APECED stands for Autoimmune Polyendocrinopathy-Candidiasis-Ectodermic dystrophy. There are many other names for this syndrome including:

• Autoimmune Polyendocrinopathy or Autoimmune Polyendocrine syndrome (APS1)
• Autoimmune Polyglandular Disease Type I
• Autoimmune-Polyendocrinopathy-Candidias
• Polyglandular Autoimmune Syndrome (Type 1, 2 and 3)

APECED syndrome is classified as a very rare genetic syndrome by the National Organisation for Rare Disorders (www.rarediseases.org). APECED involves the autoimmune system and is a combination of several distinct disorders. It is defined as the subnormal functioning of several endocrine glands at the same time (concurrently).

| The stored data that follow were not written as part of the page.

//! CLI implementation for manual-mirror

use std::path::PathBuf;

use anyhow::Result;
use clap::{Parser, Subcommand};

use manual_mirror::config::Config;
use manual_mirror::download;

#[derive(Parser)]
#[command(name = "manual-mirror")]
#[command(about = "Mirror an online manual to Markdown and a single-file HTML document")]
#[command(version)]
pub struct Cli {
    #[command(subcommand)]
    command: Option<Commands>,

    /// Base URL of the manual API
    #[arg(long, env = "MANUAL_MIRROR_BASE_URL")]
    base_url: Option<String>,

    /// Content key of the root topic
    #[arg(long, global = true)]
    root: Option<String>,

    /// API language code, e.g. nl_NL
    #[arg(short, long)]
    language: Option<String>,

    /// Output directory
    #[arg(short, long)]
    output: Option<PathBuf>,

    /// File holding the session cookie string
    #[arg(short, long)]
    cookies: Option<PathBuf>,

    /// Suppress per-topic progress output
    #[arg(short, long)]
    quiet: bool,

    /// Print per-image resolution detail
    #[arg(short, long)]
    verbose: bool,
}

#[derive(Subcommand)]
enum Commands {
    /// Download the topic tree, per-topic Markdown, and images (default)
    Download {
        /// Skip the first N topics (continue an interrupted run)
        #[arg(long, default_value = "0")]
        resume: usize,
    },
    /// Rebuild the combined Markdown file from downloaded topics
    Combine,
    /// Assemble the single-file HTML document from downloaded topics
    Html,
}

/// Parse arguments, merge them over the config files, and dispatch.
pub fn run() -> Result<()> {
    let cli = Cli::parse();

    let cwd = std::env::current_dir()?;
    let file_config = Config::load(&cwd);
    let flags = Config {
        base_url: cli.base_url,
        root_topic: cli.root,
        language: cli.language,
        output_dir: cli.output,
        cookies_file: cli.cookies,
        quiet: cli.quiet.then_some(true),
        verbose: cli.verbose.then_some(true),
        ..Default::default()
    };
    let cfg = file_config.override_with(flags);

    match cli.command {
        Some(Commands::Download { resume }) => {
            download::download(&cfg, resume)?;
        }
        None => {
            download::download(&cfg, 0)?;
        }
        Some(Commands::Combine) => {
            download::combine(&cfg)?;
        }
        Some(Commands::Html) => {
            download::assemble_html(&cfg)?;
        }
    }
    Ok(())
}
//! HTML to Markdown linearization.
//!
//! Walks the parsed topic body as a stream of start-tag / end-tag / text
//! events and emits Markdown in document order. All running state is held in
//! an explicit [`Linearizer`] struct: the open-list stack, the code-span
//! flag, the pending link target, and the ordered list of referenced image
//! URLs.
//!
//! Images are emitted as `{IMAGE:url}` placeholders so the walk never blocks
//! on network I/O; [`substitute_images`] patches in the resolved paths after
//! the topic's images have gone through the [`crate::assets`] resolver.

use std::sync::LazyLock;

use html5ever::parse_document;
use html5ever::tendril::TendrilSink;
use markup5ever_rcdom::{Handle, NodeData, RcDom};
use regex::Regex;

use crate::assets::Resolution;

/// Collapses 3+ consecutive newlines down to a paragraph break.
static EXCESS_NEWLINES_RE: LazyLock<Regex> =
    LazyLock::new(|| Regex::new(r"\n{3,}").expect("hardcoded newline regex"));

/// Whitespace runs, collapsed outside code spans.
static WS_RE: LazyLock<Regex> = LazyLock::new(|| Regex::new(r"\s+").expect("hardcoded ws regex"));

/// Result of linearizing one topic body.
#[derive(Debug, Clone)]
pub struct Linearized {
    /// Markdown text, with `{IMAGE:url}` placeholders still in place.
    pub markdown: String,
    /// Referenced image URLs, in document order.
    pub images: Vec<String>,
}

/// One open list context.
enum ListKind {
    Unordered,
    /// Ordered list with the count of items emitted so far.
    Ordered(usize),
}

#[derive(Default)]
struct Linearizer {
    out: String,
    list_stack: Vec<ListKind>,
    in_code: bool,
    current_link: Option<String>,
    images: Vec<String>,
}

/// Convert a topic's HTML body to Markdown.
///
/// Never fails: if the input cannot be parsed, degrades to stripping tags
/// from the raw text.
pub fn linearize(html: &str) -> Linearized {
    let dom = match parse_document(RcDom::default(), Default::default())
        .from_utf8()
        .read_from(&mut html.as_bytes())
    {
        Ok(dom) => dom,
        Err(e) => {
            tracing::warn!(error = %e, "HTML parse failed, stripping tags instead");
            return Linearized {
                markdown: crate::tree::strip_tags(html),
                images: Vec::new(),
            };
        }
    };

    let mut state = Linearizer::default();
    state.walk(&dom.document);

    let markdown = EXCESS_NEWLINES_RE
        .replace_all(&state.out, "\n\n")
        .trim()
        .to_string();
    Linearized {
        markdown,
        images: state.images,
    }
}

/// Replace `{IMAGE:url}` placeholders with resolved references.
///
/// Local resolutions are prefixed with `../` repeated `depth + 1` times so
/// the reference works from the topic's own directory; remote fallbacks are
/// substituted verbatim.
pub fn substitute_images(
    markdown: &str,
    depth: usize,
    resolutions: &[(String, Resolution)],
) -> String {
    let prefix = "../".repeat(depth + 1);
    let mut result = markdown.to_string();
    for (url, resolution) in resolutions {
        let placeholder = format!("{{IMAGE:{}}}", url);
        let target = match resolution {
            Resolution::Local(rel) => format!("{}{}", prefix, rel),
            Resolution::Remote(remote) => remote.clone(),
        };
        result = result.replace(&placeholder, &target);
    }
    result
}

fn attr(attrs: &[html5ever::Attribute], name: &str) -> Option<String> {
    attrs
        .iter()
        .find(|a| a.name.local.as_ref() == name)
        .map(|a| a.value.to_string())
}

impl Linearizer {
    fn walk(&mut self, handle: &Handle) {
        match &handle.data {
            NodeData::Document => {
                for child in handle.children.borrow().iter() {
                    self.walk(child);
                }
            }
            NodeData::Element { name, attrs, .. } => {
                let tag = name.local.as_ref();
                // Scripted content never belongs in the manual text.
                if matches!(tag, "script" | "style") {
                    return;
                }
                let attrs = attrs.borrow();
                self.start_tag(tag, &attrs);
                drop(attrs);

                for child in handle.children.borrow().iter() {
                    self.walk(child);
                }

                self.end_tag(tag);
            }
            NodeData::Text { contents } => {
                let text = contents.borrow();
                if self.in_code {
                    self.out.push_str(&text);
                } else {
                    self.out.push_str(&WS_RE.replace_all(&text, " "));
                }
            }
            _ => {}
        }
    }

    fn start_tag(&mut self, tag: &str, attrs: &[html5ever::Attribute]) {
        match tag {
            "h1" | "h2" | "h3" | "h4" | "h5" | "h6" => {
                let level = tag[1..].parse::<usize>().unwrap_or(1);
                self.out.push('\n');
                self.out.push_str(&"#".repeat(level));
                self.out.push(' ');
            }
            "p" => self.out.push_str("\n\n"),
            "br" => self.out.push('\n'),
            "strong" | "b" => self.out.push_str("**"),
            "em" | "i" => self.out.push('*'),
            "a" => {
                self.current_link = attr(attrs, "href");
                self.out.push('[');
            }
            "ul" => {
                self.list_stack.push(ListKind::Unordered);
                self.out.push('\n');
            }
            "ol" => {
                self.list_stack.push(ListKind::Ordered(0));
                self.out.push('\n');
            }
            "li" => match self.list_stack.last_mut() {
                Some(ListKind::Unordered) => self.out.push_str("- "),
                Some(ListKind::Ordered(count)) => {
                    *count += 1;
                    let n = *count;
                    self.out.push_str(&format!("{}. ", n));
                }
                None => {}
            },
            "img" => {
                // Lazy-loaded images carry the real URL in data-src.
                let src = attr(attrs, "data-src")
                    .filter(|s| !s.is_empty())
                    .or_else(|| attr(attrs, "src"))
                    .unwrap_or_default();
                if !src.is_empty() {
                    let alt = attr(attrs, "alt").unwrap_or_else(|| "image".to_string());
                    self.images.push(src.clone());
                    self.out
                        .push_str(&format!("\n![{}]({{IMAGE:{}}})\n", alt, src));
                }
            }
            "code" | "pre" => {
                self.out.push('`');
                self.in_code = true;
            }
            "section" => self.out.push_str("\n\n"),
            "div" => {
                if let Some(kind) = attr(attrs, "data-type") {
                    if matches!(kind.as_str(), "warning" | "note" | "caution") {
                        self.out
                            .push_str(&format!("\n\n> **{}**: ", kind.to_uppercase()));
                    }
                }
            }
            // Unrecognized tags: children pass through, the tag is dropped.
            _ => {}
        }
    }

    fn end_tag(&mut self, tag: &str) {
        match tag {
            "h1" | "h2" | "h3" | "h4" | "h5" | "h6" => self.out.push('\n'),
            "strong" | "b" => self.out.push_str("**"),
            "em" | "i" => self.out.push('*'),
            "a" => {
                match self.current_link.take() {
                    Some(href) if !href.is_empty() => {
                        self.out.push_str(&format!("]({})", href));
                    }
                    _ => self.out.push_str("](#)"),
                }
            }
            "ul" | "ol" => {
                self.list_stack.pop();
                self.out.push('\n');
            }
            "li" => self.out.push('\n'),
            "code" | "pre" => {
                self.out.push('`');
                self.in_code = false;
            }
            _ => {}
        }
    }
}
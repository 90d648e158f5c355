//! HTML normalization for the assembled document.
//!
//! Rewrites one topic's raw body markup into the restricted subset the
//! single-file HTML output displays: vendor wrapper divs removed, signal-word
//! panels and bridgehead titles reduced to two semantic classes, noise
//! attributes stripped, placeholder anchors collapsed to their text.
//!
//! Each rewrite is a named rule applied in a fixed order; order matters
//! (attribute stripping must not run before the rules that depend on
//! `data-*` attributes, which is also why [`rewrite_images`] is a separate
//! pass the caller runs first).

use std::path::Path;
use std::sync::LazyLock;

use regex::Regex;

use crate::assets;

static WRAPPER_OPEN_RE: LazyLock<Regex> = LazyLock::new(|| {
    Regex::new(r#"^<html[^>]*><div[^>]*><div class="topic-content">"#)
        .expect("hardcoded wrapper regex")
});
static WRAPPER_CLOSE_RE: LazyLock<Regex> =
    LazyLock::new(|| Regex::new(r"</div></div></html>$").expect("hardcoded wrapper regex"));
static SIGNALWORD_RE: LazyLock<Regex> = LazyLock::new(|| {
    Regex::new(r#"<div[^>]*data-role="signalword-panel"[^>]*>"#).expect("hardcoded panel regex")
});
static BRIDGEHEAD_A_RE: LazyLock<Regex> = LazyLock::new(|| {
    Regex::new(r#"<p[^>]*data-type="titel"[^>]*data-role="bridgehead"[^>]*>([^<]*)</p>"#)
        .expect("hardcoded bridgehead regex")
});
static BRIDGEHEAD_B_RE: LazyLock<Regex> = LazyLock::new(|| {
    Regex::new(r#"<p[^>]*data-role="bridgehead"[^>]*data-type="titel"[^>]*>([^<]*)</p>"#)
        .expect("hardcoded bridgehead regex")
});
static EMPTY_P_RE: LazyLock<Regex> =
    LazyLock::new(|| Regex::new(r"<p[^>]*>\s*</p>").expect("hardcoded empty-p regex"));
static DATA_ATTR_RE: LazyLock<Regex> =
    LazyLock::new(|| Regex::new(r#"\s+data-[a-z-]+="[^"]*""#).expect("hardcoded data-attr regex"));
static ID_ATTR_RE: LazyLock<Regex> =
    LazyLock::new(|| Regex::new(r#"\s+id="[^"]*""#).expect("hardcoded id-attr regex"));
static CLASS_ATTR_RE: LazyLock<Regex> =
    LazyLock::new(|| Regex::new(r#"\s+class="([^"]*)""#).expect("hardcoded class-attr regex"));
static MEDIA_LINK_RE: LazyLock<Regex> =
    LazyLock::new(|| Regex::new(r#"\s+media-link="""#).expect("hardcoded media-link regex"));
static CHECKED_LINK_RE: LazyLock<Regex> = LazyLock::new(|| {
    Regex::new(r#"\s+checked-link="[^"]*""#).expect("hardcoded checked-link regex")
});
static EMPTY_ALT_RE: LazyLock<Regex> =
    LazyLock::new(|| Regex::new(r#"\s+alt="""#).expect("hardcoded alt regex"));
static BOLD_ONLY_P_RE: LazyLock<Regex> = LazyLock::new(|| {
    Regex::new(r"<p><strong>([^<]+)</strong></p>").expect("hardcoded bold-p regex")
});
static PLACEHOLDER_ANCHOR_RE: LazyLock<Regex> = LazyLock::new(|| {
    Regex::new(r##"<a[^>]*href="#"[^>]*>([^<]*)</a>"##).expect("hardcoded anchor regex")
});
static PLACEHOLDER_ANCHOR_MULTILINE_RE: LazyLock<Regex> = LazyLock::new(|| {
    Regex::new(r##"(?s)<a[^>]*href="#"[^>]*>(.*?)</a>"##).expect("hardcoded anchor regex")
});
static IMG_TAG_RE: LazyLock<Regex> =
    LazyLock::new(|| Regex::new(r"<img[^>]+>").expect("hardcoded img regex"));
static IMG_DATA_SRC_RE: LazyLock<Regex> =
    LazyLock::new(|| Regex::new(r#"data-src="([^"]+)""#).expect("hardcoded data-src regex"));
static IMG_SRC_RE: LazyLock<Regex> =
    LazyLock::new(|| Regex::new(r#"src="([^"]+)""#).expect("hardcoded src regex"));

/// A named rewrite applied to one topic's HTML.
struct RewriteRule {
    name: &'static str,
    apply: fn(&str) -> String,
}

/// All rules, in application order. Order-sensitive: the semantic-class
/// rules read `data-*` attributes that `strip_attributes` later removes.
static ALL_RULES: &[RewriteRule] = &[
    RewriteRule {
        name: "strip_wrapper",
        apply: rule_strip_wrapper,
    },
    RewriteRule {
        name: "drop_img_end_tags",
        apply: rule_drop_img_end_tags,
    },
    RewriteRule {
        name: "signalword_panel",
        apply: rule_signalword_panel,
    },
    RewriteRule {
        name: "bridgehead_titles",
        apply: rule_bridgehead_titles,
    },
    RewriteRule {
        name: "drop_empty_paragraphs",
        apply: rule_drop_empty_paragraphs,
    },
    RewriteRule {
        name: "strip_attributes",
        apply: rule_strip_attributes,
    },
    RewriteRule {
        name: "retag_sub_headers",
        apply: rule_retag_sub_headers,
    },
    RewriteRule {
        name: "collapse_placeholder_anchors",
        apply: rule_collapse_placeholder_anchors,
    },
];

/// Normalize one topic's raw body HTML into the displayable subset.
///
/// Run [`rewrite_images`] on the input first: image rewriting depends on the
/// `data-src` attributes that the attribute-stripping rule removes.
pub fn normalize_topic_html(input: &str) -> String {
    let mut html = input.to_string();
    for rule in ALL_RULES {
        let next = (rule.apply)(&html);
        if next != html {
            tracing::debug!(rule = rule.name, "Rewrite rule applied");
        }
        html = next;
    }
    html
}

/// Rewrite every `<img>` tag: classify its presentation style, embed the
/// local copy as a base64 data URI, or fall back to the remote URL.
///
/// QR codes (`imgqr` in the URL) get a fixed small square, vector images a
/// small inline icon size, everything else responsive max-width scaling.
pub fn rewrite_images(html: &str, output_dir: &Path) -> String {
    IMG_TAG_RE
        .replace_all(html, |caps: &regex::Captures<'_>| {
            let tag = &caps[0];
            let src = IMG_DATA_SRC_RE
                .captures(tag)
                .or_else(|| IMG_SRC_RE.captures(tag))
                .map(|c| c[1].replace("&amp;", "&"));
            let src = match src {
                Some(s) => s,
                None => return tag.to_string(),
            };

            let lower = src.to_lowercase();
            let style = if lower.contains("imgqr") {
                "width: 150px; height: 150px;"
            } else if lower.contains(".svg") {
                "width: 24px; height: 24px; vertical-align: middle; display: inline;"
            } else {
                "max-width: 100%; height: auto;"
            };

            if let Some(local) = assets::url_to_local_key(&src) {
                if let Some(data_uri) = assets::embed_data_uri(output_dir, &local) {
                    return format!(r#"<img src="{}" style="{}">"#, data_uri, style);
                }
            }
            format!(r#"<img src="{}" style="{}">"#, src, style)
        })
        .to_string()
}

fn rule_strip_wrapper(html: &str) -> String {
    let html = WRAPPER_OPEN_RE.replace(html, "");
    WRAPPER_CLOSE_RE.replace(&html, "").to_string()
}

fn rule_drop_img_end_tags(html: &str) -> String {
    html.replace("</img>", "")
}

fn rule_signalword_panel(html: &str) -> String {
    SIGNALWORD_RE
        .replace_all(html, r#"<div class="signalword-panel">"#)
        .to_string()
}

fn rule_bridgehead_titles(html: &str) -> String {
    let replacement = r#"<p class="sub-header"><strong>$1</strong></p>"#;
    let html = BRIDGEHEAD_A_RE.replace_all(html, replacement);
    BRIDGEHEAD_B_RE.replace_all(&html, replacement).to_string()
}

fn rule_drop_empty_paragraphs(html: &str) -> String {
    EMPTY_P_RE.replace_all(html, "").to_string()
}

fn rule_strip_attributes(html: &str) -> String {
    let html = DATA_ATTR_RE.replace_all(html, "");
    let html = ID_ATTR_RE.replace_all(&html, "");
    // Keep only the two semantic classes introduced by earlier rules.
    let html = CLASS_ATTR_RE.replace_all(&html, |caps: &regex::Captures<'_>| {
        match &caps[1] {
            "signalword-panel" | "sub-header" => caps[0].to_string(),
            _ => String::new(),
        }
    });
    let html = MEDIA_LINK_RE.replace_all(&html, "");
    let html = CHECKED_LINK_RE.replace_all(&html, "");
    EMPTY_ALT_RE.replace_all(&html, "").to_string()
}

fn rule_retag_sub_headers(html: &str) -> String {
    BOLD_ONLY_P_RE
        .replace_all(html, r#"<p class="sub-header"><strong>$1</strong></p>"#)
        .to_string()
}

fn rule_collapse_placeholder_anchors(html: &str) -> String {
    let html = PLACEHOLDER_ANCHOR_RE.replace_all(html, "$1");
    PLACEHOLDER_ANCHOR_MULTILINE_RE
        .replace_all(&html, "$1")
        .to_string()
}

#[cfg(test)]
mod tests {
    use super::*;

    #[test]
    fn test_wrapper_stripped() {
        let html = r#"<html lang="nl"><div id="x"><div class="topic-content"><p>body</p></div></div></html>"#;
        let got = normalize_topic_html(html);
        assert_eq!(got, "<p>body</p>");
    }

    #[test]
    fn test_img_end_tags_dropped() {
        assert_eq!(
            normalize_topic_html("<img src=\"a.png\"></img>"),
            "<img src=\"a.png\">"
        );
    }

    #[test]
    fn test_signalword_panel_any_attribute_order() {
        let a = r#"<div data-role="signalword-panel" data-level="warning"><p>W</p></div>"#;
        let b = r#"<div data-level="warning" data-role="signalword-panel"><p>W</p></div>"#;
        let want = r#"<div class="signalword-panel"><p>W</p></div>"#;
        assert_eq!(normalize_topic_html(a), want);
        assert_eq!(normalize_topic_html(b), want);
    }

    #[test]
    fn test_bridgehead_both_orders() {
        let a = r#"<p data-type="titel" data-role="bridgehead">Heading</p>"#;
        let b = r#"<p data-role="bridgehead" data-type="titel">Heading</p>"#;
        let want = r#"<p class="sub-header"><strong>Heading</strong></p>"#;
        assert_eq!(normalize_topic_html(a), want);
        assert_eq!(normalize_topic_html(b), want);
    }

    #[test]
    fn test_empty_paragraphs_dropped() {
        let html = r#"<p data-x="1">   </p><p>keep</p>"#;
        assert_eq!(normalize_topic_html(html), "<p>keep</p>");
    }

    #[test]
    fn test_attribute_stripping_preserves_semantic_classes() {
        let html = r#"<p class="vendor-body" id="p1" data-ref="9" checked-link="t" media-link="" alt="">x</p>"#;
        assert_eq!(normalize_topic_html(html), "<p>x</p>");

        let kept = r#"<div class="signalword-panel">x</div>"#;
        assert_eq!(normalize_topic_html(kept), kept);
    }

    #[test]
    fn test_bold_only_paragraph_retagged() {
        let html = "<p><strong>Subsection</strong></p>";
        assert_eq!(
            normalize_topic_html(html),
            r#"<p class="sub-header"><strong>Subsection</strong></p>"#
        );
    }

    #[test]
    fn test_placeholder_anchor_collapsed() {
        let html = r##"<a href="#">Label</a>"##;
        assert_eq!(normalize_topic_html(html), "Label");
    }

    #[test]
    fn test_placeholder_anchor_multiline_collapsed() {
        let html = "<a class=\"x\" href=\"#\">Line one\nLine <b>two</b></a>";
        let got = normalize_topic_html(html);
        assert!(!got.contains("<a"));
        assert!(got.contains("Line one\nLine <b>two</b>"));
    }

    #[test]
    fn test_real_anchor_preserved() {
        let html = r#"<a href="https://example.com">Site</a>"#;
        assert_eq!(normalize_topic_html(html), html);
    }

    #[test]
    fn test_rewrite_images_embeds_local_file() {
        let dir = tempfile::tempdir().unwrap();
        let images = dir.path().join("images");
        std::fs::create_dir_all(&images).unwrap();
        std::fs::write(images.join("pic.png"), b"fake").unwrap();

        let html = r#"<img data-src="https://cdn.example/i?key=pic.png" src="spin.gif">"#;
        let got = rewrite_images(html, dir.path());
        assert!(got.contains("data:image/png;base64,"));
        assert!(got.contains("max-width: 100%"));
    }

    #[test]
    fn test_rewrite_images_falls_back_to_remote() {
        let dir = tempfile::tempdir().unwrap();
        let html = r#"<img src="https://cdn.example/i?key=gone.png">"#;
        let got = rewrite_images(html, dir.path());
        assert!(got.contains(r#"src="https://cdn.example/i?key=gone.png""#));
    }

    #[test]
    fn test_rewrite_images_qr_and_svg_sizing() {
        let dir = tempfile::tempdir().unwrap();
        let qr = rewrite_images(r#"<img src="https://e/imgqr?key=q">"#, dir.path());
        assert!(qr.contains("width: 150px; height: 150px;"));
        let svg = rewrite_images(r#"<img src="https://e/icon.svg?key=i">"#, dir.path());
        assert!(svg.contains("width: 24px; height: 24px;"));
    }
}
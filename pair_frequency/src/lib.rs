use std::collections::HashMap;

use itertools::Itertools;
use util::{word, ws, ParseResult, Span};

pub fn char_frequencies(s: &str) -> HashMap<char, usize> {
    s.chars().counts()
}

/// Number of ordered index pairs `(i, j)`, `i == j` included, with
/// `s[i] == s[j]`. Each character seen `c` times contributes `c²`.
/// Counts Unicode `char`s, not bytes.
pub fn equal_pairs(s: &str) -> u64 {
    let freqs = char_frequencies(s);
    let total: u64 = freqs.values().map(|&c| (c as u64).pow(2)).sum();

    log::debug!("{} distinct chars, {total} pairs", freqs.len());

    total
}

pub fn parse_string(i: Span) -> ParseResult<&str> {
    let (i, w) = ws(word)(i)?;
    Ok((i, *w.fragment()))
}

There are two types of APECED, type 1 and 2. Type 2 typically occurs in adults. Type one affects children and adults younger than 35. This is the type that James has and therefore I will be concentrating on this type.

It is characterized by below normal secretion of the parathyroid gland (hypoparathyroidism, occurs in 79% of cases) and the failure of the adrenal cortex to secrete normal volumes of hormones (72% of cases). A persistant fungal infection (mucocutaneous candidiasisis) is common and chronic.

Other diseases that are associated with APECED are:

• hypothyroidism
• hypogonadism and infertility
• diabetes mellitus (type 1)
• vitiligo (depigmentation of the skin)
• alopecia (baldness)
• malabsorption
• pernicious anemia
• chronic active (autoimmune) hepatitis

APECED inherits in an autosomal recessive fashion and is due to a defect in AIRE (“autoimmune regulator”), a gene located on the 21st chromosome.